▸ ABOUT THIS TASK
Return each line of the records holding the string "tracing".

• • • •

//! Squads: a group of enemies released together under one tactical role.
//!
//! The role is inferred from the composition and fixes the formation order
//! (who is released first). After movement each tick the squad coordinates
//! its live members by writing their `SquadDirective`: supports hang back
//! behind tanks or the frontline, flankers mirror a squad-mate's evasion,
//! assassins wait for a buff, and overlapping members give way.

use hecs::{Entity, World};
use rand::Rng;

use rampart_core::components::*;
use rampart_core::constants::*;
use rampart_core::enums::{EnemyKind, TacticalRole, UnitClass};
use rampart_core::state::SquadView;
use rampart_core::tables::BalanceTables;
use rampart_core::types::GridPos;

use rampart_tactics::controller::MovementController;
use rampart_tactics::threat::{enemy_threat_level, EnemySnapshot};

use crate::context::{entity_id, SimContext};
use crate::world_setup;

/// Infer the tactical role of a composition. First match wins.
pub fn infer_role(kinds: &[EnemyKind]) -> TacticalRole {
    let has = |class: UnitClass| kinds.iter().any(|k| k.class() == class);
    let fast = kinds.iter().filter(|k| k.class() == UnitClass::Fast).count();

    if has(UnitClass::Assassin) {
        TacticalRole::Assassination
    } else if has(UnitClass::Tank) {
        TacticalRole::Siege
    } else if has(UnitClass::Support) {
        TacticalRole::BuffedAssault
    } else if has(UnitClass::Skirmisher) {
        TacticalRole::Flanking
    } else if kinds.len() >= 3 && fast * 2 >= kinds.len() {
        TacticalRole::Rush
    } else {
        TacticalRole::Standard
    }
}

/// Release order for a role. Every reordering is a stable sort, so units of
/// equal rank keep their composition order.
pub fn formation_order(role: TacticalRole, mut kinds: Vec<EnemyKind>, tables: &BalanceTables) -> Vec<EnemyKind> {
    match role {
        TacticalRole::Siege => kinds.sort_by_key(|k| match k.class() {
            UnitClass::Tank => 0,
            UnitClass::Support => 2,
            _ => 1,
        }),
        TacticalRole::BuffedAssault => kinds.sort_by_key(|k| k.class() != UnitClass::Support),
        TacticalRole::Assassination => kinds.sort_by_key(|k| match k.class() {
            UnitClass::Support => 0,
            UnitClass::Assassin => 1,
            _ => 2,
        }),
        TacticalRole::Rush => {
            kinds.sort_by(|a, b| tables.enemy(*b).speed.total_cmp(&tables.enemy(*a).speed))
        }
        TacticalRole::Standard | TacticalRole::Flanking => {}
    }
    kinds
}

/// What the coordinator needs to know about one live member.
#[derive(Debug, Clone, Copy)]
struct Member {
    entity: Entity,
    key: u64,
    class: UnitClass,
    pos: GridPos,
    retreating: bool,
    threat_level: f64,
}

#[derive(Debug, Clone)]
pub struct Squad {
    pub id: u32,
    pub wave: u32,
    pub role: TacticalRole,
    pub formation: Vec<EnemyKind>,
    /// Next formation slot to release. Never exceeds `formation.len()`.
    pub spawn_index: usize,
    /// Live members only.
    pub members: Vec<Entity>,
    pub lane: i32,
    pub spawn_delay: f64,
    last_spawn_at: Option<f64>,
    /// Members that were retreating at the previous update.
    retreating: Vec<Entity>,
}

impl Squad {
    pub fn new(
        id: u32,
        wave: u32,
        kinds: Vec<EnemyKind>,
        lane: i32,
        spawn_delay: f64,
        tables: &BalanceTables,
    ) -> Self {
        let role = infer_role(&kinds);
        let formation = formation_order(role, kinds, tables);
        tracing::debug!(squad = id, ?role, size = formation.len(), lane, "squad formed");
        Self {
            id,
            wave,
            role,
            formation,
            spawn_index: 0,
            members: Vec::new(),
            lane,
            spawn_delay: spawn_delay.max(0.0),
            last_spawn_at: None,
            retreating: Vec::new(),
        }
    }

    pub fn is_fully_spawned(&self) -> bool {
        self.spawn_index >= self.formation.len()
    }

    /// Fully spawned with no live member left.
    pub fn is_spent(&self) -> bool {
        self.is_fully_spawned() && self.members.is_empty()
    }

    /// Release the next formation member if its delay has elapsed.
    pub fn spawn(&mut self, ctx: &mut SimContext, controller: &MovementController) -> Option<Entity> {
        if self.is_fully_spawned() {
            return None;
        }
        if self
            .last_spawn_at
            .is_some_and(|last| ctx.now - last < self.spawn_delay)
        {
            return None;
        }

        let kind = self.formation[self.spawn_index];
        let jitter = ctx.rng.gen_range(-SPAWN_LATERAL_JITTER..=SPAWN_LATERAL_JITTER);
        let pos = GridPos::new(self.lane as f64 + jitter, SPAWN_ROW).clamped();
        let entity = world_setup::spawn_enemy(
            ctx.world, ctx.rng, ctx.tables, controller, kind, pos, self.wave, ctx.now,
        );
        let tag = SquadTag {
            squad_id: self.id,
            role: self.role,
        };
        if ctx.world.insert_one(entity, tag).is_err() {
            return None;
        }

        self.members.push(entity);
        self.spawn_index += 1;
        self.last_spawn_at = Some(ctx.now);
        tracing::debug!(squad = self.id, %kind, slot = self.spawn_index, "squad member spawned");
        Some(entity)
    }

    /// Coordinate live members for the next tick.
    pub fn update(&mut self, world: &mut World, now: f64) {
        self.members.retain(|&entity| {
            world
                .get::<&Vitals>(entity)
                .map(|vitals| vitals.alive)
                .unwrap_or(false)
        });

        let members: Vec<Member> = self
            .members
            .iter()
            .filter_map(|&entity| {
                let (pos, stats, vitals, ai) = world
                    .query_one_mut::<(&GridPos, &EnemyStats, &Vitals, &EnemyAi)>(entity)
                    .ok()?;
                let key = entity_id(entity);
                let snapshot = EnemySnapshot {
                    key,
                    kind: stats.kind,
                    pos: *pos,
                    hp: vitals.hp,
                    armor: stats.armor,
                    dodge_chance: stats.dodge_chance,
                    cc_resistance: stats.cc_resistance,
                };
                Some(Member {
                    entity,
                    key,
                    class: stats.kind.class(),
                    pos: *pos,
                    retreating: ai.retreating,
                    threat_level: enemy_threat_level(&snapshot),
                })
            })
            .collect();

        // Speed resets every tick; a pending evasion survives until it has
        // been acted on or has gone stale.
        let mut directives: Vec<SquadDirective> = members
            .iter()
            .map(|m| {
                let previous = world
                    .get::<&SquadDirective>(m.entity)
                    .map(|d| (*d).clone())
                    .unwrap_or_default();
                SquadDirective {
                    speed_factor: 1.0,
                    evade_at: previous
                        .evade_at
                        .filter(|&at| !m.retreating && now <= at + FLANK_MIRROR_DELAY_SECS),
                }
            })
            .collect();

        match self.role {
            TacticalRole::Siege => siege(&members, &mut directives),
            TacticalRole::BuffedAssault => buffed_assault(&members, &mut directives),
            TacticalRole::Flanking => self.flanking(&members, &mut directives, now),
            TacticalRole::Assassination => assassination(&members, &mut directives),
            TacticalRole::Standard | TacticalRole::Rush => {}
        }
        maintain_spacing(&members, &mut directives);

        for (member, directive) in members.iter().zip(directives) {
            if let Ok(slot) = world.query_one_mut::<&mut SquadDirective>(member.entity) {
                *slot = directive;
            }
        }
    }

    fn flanking(&mut self, members: &[Member], directives: &mut [SquadDirective], now: f64) {
        let started = members
            .iter()
            .any(|m| m.retreating && !self.retreating.contains(&m.entity));
        if started {
            for (member, directive) in members.iter().zip(directives.iter_mut()) {
                if !member.retreating && directive.evade_at.is_none() {
                    directive.evade_at = Some(now + FLANK_MIRROR_DELAY_SECS);
                }
            }
        }
        self.retreating = members
            .iter()
            .filter(|m| m.retreating)
            .map(|m| m.entity)
            .collect();
    }

    pub fn view(&self) -> SquadView {
        SquadView {
            id: self.id,
            role: self.role,
            lane: self.lane,
            spawned: self.spawn_index as u32,
            formation_len: self.formation.len() as u32,
            live_members: self.members.len() as u32,
        }
    }
}

/// Supports lagging too far behind the lead tank slow down so the tank
/// pulls away less; once close enough they run at full speed.
fn siege(members: &[Member], directives: &mut [SquadDirective]) {
    let Some(lead_row) = members
        .iter()
        .filter(|m| m.class == UnitClass::Tank)
        .map(|m| m.pos.row)
        .max_by(f64::total_cmp)
    else {
        return;
    };
    for (member, directive) in members.iter().zip(directives.iter_mut()) {
        if member.class == UnitClass::Support && lead_row - member.pos.row > SIEGE_FOLLOW_DISTANCE {
            directive.speed_factor = SIEGE_SUPPORT_SPEED_FACTOR;
        }
    }
}

/// Supports that drift ahead of the frontline's average row slow down.
fn buffed_assault(members: &[Member], directives: &mut [SquadDirective]) {
    let frontline: Vec<f64> = members
        .iter()
        .filter(|m| m.class != UnitClass::Support)
        .map(|m| m.pos.row)
        .collect();
    if frontline.is_empty() {
        return;
    }
    let average = frontline.iter().sum::<f64>() / frontline.len() as f64;
    for (member, directive) in members.iter().zip(directives.iter_mut()) {
        if member.class == UnitClass::Support && member.pos.row > average {
            directive.speed_factor = ASSAULT_SUPPORT_SPEED_FACTOR;
        }
    }
}

/// Assassins creep until a support is in aura range, then surge.
fn assassination(members: &[Member], directives: &mut [SquadDirective]) {
    for (member, directive) in members.iter().zip(directives.iter_mut()) {
        if member.class != UnitClass::Assassin {
            continue;
        }
        let buffed = members.iter().any(|other| {
            other.class == UnitClass::Support
                && other.entity != member.entity
                && other.pos.distance_to(&member.pos) <= SUPPORT_AURA_RADIUS
        });
        directive.speed_factor = if buffed {
            ASSASSIN_SURGE_FACTOR
        } else {
            ASSASSIN_THROTTLE_FACTOR
        };
    }
}

/// For every overlapping pair, the trailing member gives way. Equal rows go
/// to the lower threat level yielding, then to the higher id.
fn maintain_spacing(members: &[Member], directives: &mut [SquadDirective]) {
    for i in 0..members.len() {
        for j in (i + 1)..members.len() {
            let (a, b) = (&members[i], &members[j]);
            if a.pos.distance_to(&b.pos) >= PERSONAL_SPACE_RADIUS {
                continue;
            }
            let a_trails = if a.pos.row != b.pos.row {
                a.pos.row < b.pos.row
            } else if a.threat_level != b.threat_level {
                a.threat_level < b.threat_level
            } else {
                a.key > b.key
            };
            let trailing = if a_trails { i } else { j };
            directives[trailing].speed_factor = directives[trailing].speed_factor.min(FORMATION_TRAILING_FACTOR);
        }
    }
}
//! Threat assessment: how much damage a tower can put on an enemy, how well
//! defended each column is, and how dangerous an enemy is.
//!
//! Tower-vs-enemy scores are cached per (tower, enemy) pair. A cached score
//! younger than the TTL is returned as-is even if the enemy changed since;
//! older entries are recomputed.

use std::collections::HashMap;

use rampart_core::components::TowerStats;
use rampart_core::constants::*;
use rampart_core::enums::EnemyKind;
use rampart_core::types::GridPos;

use crate::profiles::threat_multiplier;

/// Tower inputs to threat scoring.
#[derive(Debug, Clone)]
pub struct TowerSnapshot {
    pub key: u64,
    pub pos: GridPos,
    pub level: u32,
    pub stats: TowerStats,
}

/// Enemy inputs to threat scoring.
#[derive(Debug, Clone, Copy)]
pub struct EnemySnapshot {
    pub key: u64,
    pub kind: EnemyKind,
    pub pos: GridPos,
    pub hp: f64,
    pub armor: f64,
    pub dodge_chance: f64,
    pub cc_resistance: f64,
}

#[derive(Debug, Clone, Copy, PartialEq)]
pub struct ThreatCacheEntry {
    pub score: f64,
    pub computed_at: f64,
}

/// Damage per second at the tower's level, before any enemy modifiers.
pub fn effective_dps(tower: &TowerSnapshot) -> f64 {
    if tower.stats.fire_interval_secs <= 0.0 {
        return 0.0;
    }
    let level_steps = tower.level.saturating_sub(1) as i32;
    tower.stats.damage / tower.stats.fire_interval_secs * THREAT_LEVEL_SCALE.powi(level_steps)
}

/// Uncached tower-vs-enemy threat.
pub fn compute_tower_threat(tower: &TowerSnapshot, enemy: &EnemySnapshot) -> f64 {
    let distance = tower.pos.distance_to(&enemy.pos);
    if distance > tower.stats.range || tower.stats.range <= 0.0 {
        return 0.0;
    }

    let mut threat = effective_dps(tower);

    // Armor
    if tower.stats.damage_type.ignores_armor() {
        if enemy.armor > 0.0 {
            threat *= 1.0 + THREAT_ARMOR_IGNORE_BONUS;
        }
    } else if tower.stats.damage > 0.0 {
        threat *= (tower.stats.damage - enemy.armor).max(MIN_DAMAGE) / tower.stats.damage;
    }

    // Dodge: area damage cannot be dodged.
    if tower.stats.splash_radius > 0.0 {
        threat *= 1.0 + enemy.dodge_chance;
    } else {
        threat *= 1.0 - enemy.dodge_chance;
    }

    if tower.stats.slow.is_some() {
        threat *= 1.0 - enemy.cc_resistance * THREAT_CC_WEIGHT;
    }

    // Proximity
    threat * (1.0 + (1.0 - distance / tower.stats.range) * THREAT_PROXIMITY_BONUS)
}

/// Current hp weighted by armor, progress toward the wall, and kind.
pub fn enemy_threat_level(enemy: &EnemySnapshot) -> f64 {
    let progress = (enemy.pos.row / WALL_ROW).clamp(0.0, 1.0);
    enemy.hp.max(0.0)
        * (1.0 + enemy.armor * ENEMY_THREAT_ARMOR_WEIGHT)
        * (1.0 + progress)
        * threat_multiplier(enemy.kind)
}

/// Sum of effective DPS of all towers standing in `column`.
pub fn column_threat(column: i32, towers: &[TowerSnapshot]) -> f64 {
    towers
        .iter()
        .filter(|t| t.pos.lane() == column)
        .map(effective_dps)
        .sum()
}

/// The least defended of `candidates`. Ties go to the lowest column index.
pub fn find_weakest_column(towers: &[TowerSnapshot], candidates: &[i32]) -> Option<i32> {
    let mut best: Option<(i32, f64)> = None;
    for &column in candidates {
        let threat = column_threat(column, towers);
        best = match best {
            Some((c, t)) if t < threat || (t == threat && c < column) => Some((c, t)),
            _ => Some((column, threat)),
        };
    }
    best.map(|(column, _)| column)
}

/// Cached tower-vs-enemy threat scores.
#[derive(Debug, Clone)]
pub struct ThreatAssessment {
    cache: HashMap<(u64, u64), ThreatCacheEntry>,
    ttl_secs: f64,
}

impl Default for ThreatAssessment {
    fn default() -> Self {
        Self::new(THREAT_CACHE_TTL_SECS)
    }
}

impl ThreatAssessment {
    pub fn new(ttl_secs: f64) -> Self {
        Self {
            cache: HashMap::new(),
            ttl_secs,
        }
    }

    pub fn ttl_secs(&self) -> f64 {
        self.ttl_secs
    }

    /// Threat of `tower` against `enemy`, served from cache while fresh.
    pub fn tower_threat(&mut self, tower: &TowerSnapshot, enemy: &EnemySnapshot, now: f64) -> f64 {
        let key = (tower.key, enemy.key);
        if let Some(entry) = self.cache.get(&key) {
            if now - entry.computed_at < self.ttl_secs {
                return entry.score;
            }
        }
        let score = compute_tower_threat(tower, enemy);
        self.cache.insert(
            key,
            ThreatCacheEntry {
                score,
                computed_at: now,
            },
        );
        score
    }

    /// Total threat all `towers` put on `enemy`.
    pub fn total_threat(&mut self, towers: &[TowerSnapshot], enemy: &EnemySnapshot, now: f64) -> f64 {
        towers
            .iter()
            .map(|tower| self.tower_threat(tower, enemy, now))
            .sum()
    }

    pub fn column_threat(&self, column: i32, towers: &[TowerSnapshot]) -> f64 {
        column_threat(column, towers)
    }

    pub fn find_weakest_column(&self, towers: &[TowerSnapshot], candidates: &[i32]) -> Option<i32> {
        find_weakest_column(towers, candidates)
    }

    pub fn enemy_threat_level(&self, enemy: &EnemySnapshot) -> f64 {
        enemy_threat_level(enemy)
    }

    /// Drop every entry involving `key` (as tower or as enemy).
    pub fn forget(&mut self, key: u64) {
        self.cache.retain(|&(tower, enemy), _| tower != key && enemy != key);
    }

    /// Drop entries that have outlived the TTL.
    pub fn prune(&mut self, now: f64) {
        let ttl = self.ttl_secs;
        self.cache.retain(|_, entry| now - entry.computed_at < ttl);
    }

    pub fn cached_entries(&self) -> usize {
        self.cache.len()
    }

    pub fn clear(&mut self) {
        self.cache.clear();
    }
}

• • • •

▸ ANSWER TO THIS EXERCISE
        tracing::debug!(squad = id, ?role, size = formation.len(), lane, "squad formed");
        tracing::debug!(squad = self.id, %kind, slot = self.spawn_index, "squad member spawned");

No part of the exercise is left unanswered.